Caralho, onde eu estou? Me olhava no espelho, incrédula comigo mesma, eu tinha que parar com isso, a minha vida já era uma bosta, transar com desconhecidos não ajudava em nada.
-Bom dia lindinha... A menina me chamou de que? Porra, dá vontade de nem responder.
-Bom dia, viu meus óculos por aí? Digo secamente.
-Não, mas vou procurar pra você, vamos tomar café?
Vou até a sala, aonde encontro meus óculos, jogados embaixo da mesinha de centro, era um apartamento gigantesco, essa mina tem dinheiro, pensei. Haviam muitos quadros pendurados, mas dentre todos, um me chamou atenção:
-Você gostou lindinha? É o meu preferido, uma réplica perfeita da obra "A morte de Ofélia", do pintor Sir John Everett Millais, muitos artistas ficaram admirados pela personagem Ofélia em Hamlet, a moça foi retratada diversas vezes, Shakespeare ficaria orgulhoso.
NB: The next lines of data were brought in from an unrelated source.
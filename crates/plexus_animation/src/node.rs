// SPDX-License-Identifier: MIT OR Apache-2.0
//! The `Animation` node and the functions that animate plugs with it.
//!
//! An animation node owns one curve per output plug under `curves`. A plug is
//! animated when its input is one of those outputs. Key edits go through the
//! graph's undo history and dirty the curve's output, so downstream hashes
//! change with the keys.

use crate::curve::{Curve, Key};
use indexmap::IndexMap;
use parking_lot::RwLock;
use plexus_graph::{
    Action, ComputeContext, Direction, Fingerprint, Graph, GraphError, NodeBehaviour, NodeCategory, NodeId,
    NodeRegistry, NodeType, PlugDescriptor, PlugFlags, PlugId, PlugType, PlugValue, Result,
};
use std::any::Any;
use std::sync::Arc;

/// Registered type name of the animation node
pub const ANIMATION_TYPE: &str = "Animation";

/// Compute node evaluating curves at the context frame
#[derive(Debug, Default)]
pub struct AnimationNode {
    /// Curves by output plug name
    curves: RwLock<IndexMap<String, Curve>>,
}

impl AnimationNode {
    /// Create a node without curves
    pub fn new() -> Self {
        Self::default()
    }

    /// Copy of the curve behind the output named `name`
    pub fn curve(&self, name: &str) -> Option<Curve> {
        self.curves.read().get(name).cloned()
    }

    /// Names of the curve outputs
    pub fn curve_names(&self) -> Vec<String> {
        self.curves.read().keys().cloned().collect()
    }

    fn set_curve(&self, name: &str, curve: Curve) {
        self.curves.write().insert(name.to_string(), curve);
    }

    fn curve_for(&self, cx: &ComputeContext<'_>, output: PlugId) -> Result<Curve> {
        let plug = cx
            .graph()
            .plug(output)
            .ok_or(GraphError::PlugNotFound(output))?;
        self.curve(plug.name()).ok_or_else(|| {
            GraphError::MissingDependency(format!("no curve for \"{}\"", cx.relative_name(output)))
        })
    }
}

impl NodeBehaviour for AnimationNode {
    fn type_name(&self) -> &'static str {
        ANIMATION_TYPE
    }

    fn plugs(&self) -> Vec<PlugDescriptor> {
        vec![PlugDescriptor::container("curves", Direction::Out, Vec::new())]
    }

    fn hash(&self, cx: &ComputeContext<'_>, output: PlugId) -> Result<Fingerprint> {
        let curve = self.curve_for(cx, output)?;
        let mut hasher = cx.hasher_for(output)?;
        curve.hash_into(&mut hasher);
        hasher.append_f32(cx.context().frame());
        Ok(hasher.finish())
    }

    fn compute(&self, cx: &ComputeContext<'_>, output: PlugId) -> Result<PlugValue> {
        let curve = self.curve_for(cx, output)?;
        Ok(PlugValue::Float(curve.evaluate(cx.context().frame())))
    }

    fn as_any(&self) -> &dyn Any {
        self
    }
}

/// Register the animation node type
pub fn register(registry: &mut NodeRegistry) {
    registry.register(NodeType::new(
        ANIMATION_TYPE,
        NodeCategory::Animation,
        "Curves evaluated at the context frame",
        AnimationNode::new,
    ));
}

fn animation_behaviour(graph: &Graph, node: NodeId) -> Option<Arc<dyn NodeBehaviour>> {
    let node = graph.node(node)?;
    node.behaviour_as::<AnimationNode>()?;
    Some(Arc::clone(node.behaviour()))
}

fn with_animation<T>(behaviour: &Arc<dyn NodeBehaviour>, f: impl FnOnce(&AnimationNode) -> T) -> Result<T> {
    behaviour
        .as_any()
        .downcast_ref::<AnimationNode>()
        .map(f)
        .ok_or_else(|| GraphError::custom("not an animation node"))
}

/// Add a curve output to an animation node, returning the output plug
pub fn add_curve(graph: &mut Graph, node: NodeId) -> Result<PlugId> {
    let behaviour = animation_behaviour(graph, node).ok_or(GraphError::NodeNotFound(node))?;
    let curves = graph.plug_by_path(node, "curves")?;
    let count = graph.plug(curves).map_or(0, |p| p.children().len());
    let name = format!("curve{count}");

    with_animation(&behaviour, |animation| animation.set_curve(&name, Curve::new()))?;
    graph.add_plug(
        node,
        Some(curves),
        PlugDescriptor::output(name, PlugType::Float).with_flags(PlugFlags::dynamic()),
    )
}

/// The curve output driving `plug`, if it is animated
fn curve_plug(graph: &Graph, plug: PlugId) -> Option<PlugId> {
    let input = graph.input(plug)?;
    let node = graph.plug(input)?.node();
    animation_behaviour(graph, node).map(|_| input)
}

/// Whether `plug` is driven by an animation curve
pub fn is_animated(graph: &Graph, plug: PlugId) -> bool {
    curve_plug(graph, plug).is_some()
}

/// Whether `plug` can be driven by a curve
pub fn can_animate(graph: &Graph, plug: PlugId) -> bool {
    let Some(target) = graph.plug(plug) else {
        return false;
    };
    target.direction() == Direction::In
        && target.plug_type().is_numeric()
        && target.flags().accepts_inputs
        && !target.flags().read_only
        && (target.input().is_none() || is_animated(graph, plug))
}

/// Acquire the curve output driving `plug`, creating an animation node
/// alongside the plug's node on first use
pub fn animate(graph: &mut Graph, plug: PlugId) -> Result<PlugId> {
    if let Some(existing) = curve_plug(graph, plug) {
        return Ok(existing);
    }
    let target = graph.plug(plug).ok_or(GraphError::PlugNotFound(plug))?;
    if !target.plug_type().is_numeric() {
        return Err(GraphError::UnsupportedType(format!(
            "cannot animate {:?} plug \"{}\"",
            target.plug_type(),
            graph.full_name(plug)
        )));
    }
    if !can_animate(graph, plug) {
        return Err(GraphError::PermissionDenied {
            plug: graph.full_name(plug),
            reason: "plug cannot be animated".to_string(),
        });
    }

    let owner = target.node();
    let parent = graph.node(owner).and_then(|n| n.parent());
    let existing = graph
        .nodes()
        .find(|n| n.parent() == parent && n.behaviour_as::<AnimationNode>().is_some())
        .map(|n| n.id());
    let node = match existing {
        Some(node) => node,
        None => {
            let node = graph.create_node(ANIMATION_TYPE, "animation")?;
            graph.set_node_parent(node, parent)?;
            node
        }
    };

    let output = add_curve(graph, node)?;
    graph.set_input(plug, Some(output))?;
    tracing::debug!(plug = %graph.full_name(plug), curve = %graph.full_name(output), "animated");
    Ok(output)
}

/// Copy of the curve driving `plug`
pub fn curve(graph: &Graph, plug: PlugId) -> Option<Curve> {
    let output = curve_plug(graph, plug)?;
    let owner = graph.plug(output)?;
    graph
        .node(owner.node())?
        .behaviour_as::<AnimationNode>()?
        .curve(owner.name())
}

/// Replace the curve behind `output` through an undoable action
fn edit_curve(graph: &mut Graph, output: PlugId, description: String, edit: impl FnOnce(&mut Curve)) -> Result<()> {
    let owner = graph.plug(output).ok_or(GraphError::PlugNotFound(output))?;
    let node = owner.node();
    let name = owner.name().to_string();
    let behaviour = animation_behaviour(graph, node).ok_or(GraphError::NodeNotFound(node))?;

    let before = with_animation(&behaviour, |animation| animation.curve(&name))?
        .ok_or_else(|| GraphError::MissingDependency(format!("no curve \"{name}\"")))?;
    let mut after = before.clone();
    edit(&mut after);
    if after == before {
        return Ok(());
    }

    let apply = move |curve: Curve| {
        let name = name.clone();
        move |graph: &mut Graph| -> Result<()> {
            let behaviour = animation_behaviour(graph, node).ok_or(GraphError::NodeNotFound(node))?;
            with_animation(&behaviour, |animation| animation.set_curve(&name, curve.clone()))?;
            graph.propagate_dirtiness(&[output]);
            Ok(())
        }
    };
    graph.enact(Action::new(description, apply(after), apply(before)))
}

/// Insert or replace a key on the curve driving `plug`
pub fn set_key(graph: &mut Graph, plug: PlugId, key: Key) -> Result<()> {
    let output = curve_plug(graph, plug).ok_or_else(|| GraphError::MissingDependency(format!(
        "\"{}\" is not animated",
        graph.full_name(plug)
    )))?;
    let description = format!("Set key on {} at frame {}", graph.full_name(plug), key.frame);
    edit_curve(graph, output, description, |curve| {
        curve.add_key(key);
    })
}

/// Remove the key at `frame` from the curve driving `plug`
pub fn remove_key(graph: &mut Graph, plug: PlugId, frame: f32) -> Result<Option<Key>> {
    let Some(existing) = curve(graph, plug).and_then(|c| c.key_at(frame).copied()) else {
        return Ok(None);
    };
    let output = curve_plug(graph, plug).ok_or(GraphError::PlugNotFound(plug))?;
    let description = format!("Remove key on {} at frame {frame}", graph.full_name(plug));
    edit_curve(graph, output, description, |curve| {
        curve.remove_key(frame);
    })?;
    Ok(Some(existing))
}

/// Key `value` at `frame` when `plug` is animated, otherwise set its value.
///
/// An existing key at the frame keeps its interpolation and tangents.
pub fn set_value_or_insert_key(graph: &mut Graph, plug: PlugId, frame: f32, value: f32) -> Result<()> {
    if !is_animated(graph, plug) {
        return graph.set_value(plug, value);
    }
    let key = match curve(graph, plug).and_then(|c| c.key_at(frame).copied()) {
        Some(existing) => Key { value, ..existing },
        None => Key::new(frame, value),
    };
    set_key(graph, plug, key)
}
// SPDX-License-Identifier: MIT OR Apache-2.0
//! Hashing and computing plug values.
//!
//! `get_value` and `hash` share one source resolution step
//! ([`Graph::resolve_source`]): follow input connections, and for nodes that
//! select or remap their inputs ask the node which upstream plug supplies the
//! value under the current context. Computed plugs are then hashed through
//! the hash cache and their values fetched from, or published to, the value
//! cache under that fingerprint.

use crate::cache::{HashKey, ValueHandle};
use crate::config::HashValidation;
use crate::context::Context;
use crate::error::{GraphError, Result};
use crate::fingerprint::{Fingerprint, FingerprintHasher};
use crate::graph::{compose, Graph};
use crate::node::{Node, NodeId};
use crate::plug::{Direction, PlugId};
use crate::value::{CompoundData, PlugType, PlugValue};
use std::sync::atomic::Ordering;

/// One frame of the evaluation chain, used to detect cycles
pub(crate) struct Process<'a> {
    plug: PlugId,
    context: Fingerprint,
    parent: Option<&'a Process<'a>>,
}

impl<'a> Process<'a> {
    fn new(plug: PlugId, context: &Context, parent: Option<&'a Process<'a>>) -> Self {
        Self {
            plug,
            context: context.hash(),
            parent,
        }
    }

    fn contains(chain: Option<&Process<'_>>, plug: PlugId, context: Fingerprint) -> bool {
        let mut current = chain;
        while let Some(process) = current {
            if process.plug == plug && process.context == context {
                return true;
            }
            current = process.parent;
        }
        false
    }
}

/// Access to a node's plugs while hashing or computing one of its outputs
pub struct ComputeContext<'a> {
    graph: &'a Graph,
    node: NodeId,
    context: &'a Context,
    process: Option<&'a Process<'a>>,
}

impl<'a> ComputeContext<'a> {
    pub(crate) fn new(
        graph: &'a Graph,
        node: NodeId,
        context: &'a Context,
        process: Option<&'a Process<'a>>,
    ) -> Self {
        Self {
            graph,
            node,
            context,
            process,
        }
    }

    /// Get the graph
    pub fn graph(&self) -> &'a Graph {
        self.graph
    }

    /// Get the node being evaluated
    pub fn node_id(&self) -> NodeId {
        self.node
    }

    fn node(&self) -> Result<&'a Node> {
        self.graph.node_ref(self.node)
    }

    /// Get the evaluation context
    pub fn context(&self) -> &'a Context {
        self.context
    }

    /// Look up a plug of this node by relative path
    pub fn plug(&self, path: &str) -> Result<PlugId> {
        self.graph.plug_by_path(self.node, path)
    }

    /// Path of a plug relative to its node
    pub fn relative_name(&self, plug: PlugId) -> String {
        self.graph.relative_name(plug)
    }

    /// Child plugs of the plug at `path`
    pub fn children(&self, path: &str) -> Result<Vec<PlugId>> {
        Ok(self.graph.plug_ref(self.plug(path)?)?.children().to_vec())
    }

    /// Value of the plug at `path` under the current context
    pub fn value(&self, path: &str) -> Result<ValueHandle> {
        self.value_in(path, self.context)
    }

    /// Value of the plug at `path` under another context
    pub fn value_in(&self, path: &str, context: &Context) -> Result<ValueHandle> {
        self.graph.value_of(self.plug(path)?, context, self.process)
    }

    /// Value of any plug under the current context
    pub fn plug_value(&self, plug: PlugId) -> Result<ValueHandle> {
        self.graph.value_of(plug, self.context, self.process)
    }

    /// Fingerprint of the plug at `path` under the current context
    pub fn hash(&self, path: &str) -> Result<Fingerprint> {
        self.hash_in(path, self.context)
    }

    /// Fingerprint of the plug at `path` under another context
    pub fn hash_in(&self, path: &str, context: &Context) -> Result<Fingerprint> {
        self.graph.hash_of(self.plug(path)?, context, self.process)
    }

    /// Fingerprint of any plug under the current context
    pub fn plug_hash(&self, plug: PlugId) -> Result<Fingerprint> {
        self.graph.hash_of(plug, self.context, self.process)
    }

    fn mismatch(&self, path: &str, expected: PlugType, found: &PlugValue) -> GraphError {
        GraphError::TypeMismatch {
            plug: path.to_string(),
            expected,
            found: found.plug_type(),
        }
    }

    /// Boolean value of the plug at `path`
    pub fn bool(&self, path: &str) -> Result<bool> {
        let value = self.value(path)?;
        value.as_bool().ok_or_else(|| self.mismatch(path, PlugType::Bool, &value))
    }

    /// Integer value of the plug at `path`
    pub fn int(&self, path: &str) -> Result<i32> {
        let value = self.value(path)?;
        value.as_int().ok_or_else(|| self.mismatch(path, PlugType::Int, &value))
    }

    /// Float value of the plug at `path`
    pub fn float(&self, path: &str) -> Result<f32> {
        let value = self.value(path)?;
        value.as_float().ok_or_else(|| self.mismatch(path, PlugType::Float, &value))
    }

    /// String value of the plug at `path`
    pub fn string(&self, path: &str) -> Result<String> {
        let value = self.value(path)?;
        value
            .as_str()
            .map(str::to_string)
            .ok_or_else(|| self.mismatch(path, PlugType::String, &value))
    }

    /// Compound value of the plug at `path`
    pub fn compound(&self, path: &str) -> Result<CompoundData> {
        let value = self.value(path)?;
        value
            .as_compound()
            .cloned()
            .ok_or_else(|| self.mismatch(path, PlugType::Compound, &value))
    }

    /// Hasher seeded with the node type and the output's path and type
    pub fn hasher_for(&self, output: PlugId) -> Result<FingerprintHasher> {
        let mut hasher = FingerprintHasher::new();
        hasher.append_str(self.node()?.type_name());
        hasher.append_str(&self.graph.relative_name(output));
        self.graph.plug_ref(output)?.plug_type().hash_into(&mut hasher);
        Ok(hasher)
    }

    /// Fingerprint from the node type, the output and every input plug
    pub fn default_hash(&self, output: PlugId) -> Result<Fingerprint> {
        let mut hasher = self.hasher_for(output)?;
        for plug in self.node()?.plugs() {
            if self.graph.plug_ref(*plug)?.direction() == Direction::In {
                hasher.append(self.plug_hash(*plug)?);
            }
        }
        Ok(hasher.finish())
    }
}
Ela disse sorrindo.
A garota com quem passei a noite era muito bonita, confesso, mas eu só conseguia olhar para o quadro, fixou-se em minha mente, Ofélia parecia ter morrido de uma mal terrível, algo relacionado ao coração, talvez, de tanto amar, me coloquei no lugar dela, eu queria morrer assim.
-Preciso ir, digo enquanto roubo uma maçã da fruteira.
Saio rapidamente pela porta e escuto os passos dela atrás de mim, aperto o botão do elevador que, pra minha sorte, estava parado no mesmo andar, a porta se abre e ela só tem tempo de dizer três palavras:
-Jany... Me liga. Ela sorri, a porta se fecha, sinto um alívio, eu nunca vou ligar pra essa garota, não sei nem seu nome, imagina o número de telefone.
-Amigo, bom dia, que bairro é esse?
Ele sorri, animado, -Aqui é o bairro do Limão, moça.
Ufa! Eu sei voltar pra casa.
No caminho, só consigo pensar nela, como ela pode não se importar comigo? Nunca vi uma alma tão desalmada! Penso, o trocadilho é ruim, eu dou risada de mim mesma.
Abro a porta com preguiça de voltar pra mesmice de casa, mas que merda é essa? Minha casa está arrumada, pratos limpos, o chão brilhando, um cheiro de limpeza que eu não sentia a dez meses, ela se importa, ela realmente se importa comigo, eu não consigo tirar o sorriso bobo da cara.
Vou verificar os livros na estante. ela levou todos, vou para o quarto e verifico o guarda-roupas, não sobrou nenhum vestido dela, enfim, encontro um bilhete em cima da cama:
"Obrigada por cuidar dos meus livros, em troca arrumei a zona que estava isso aqui, seja feliz Jany. Alma."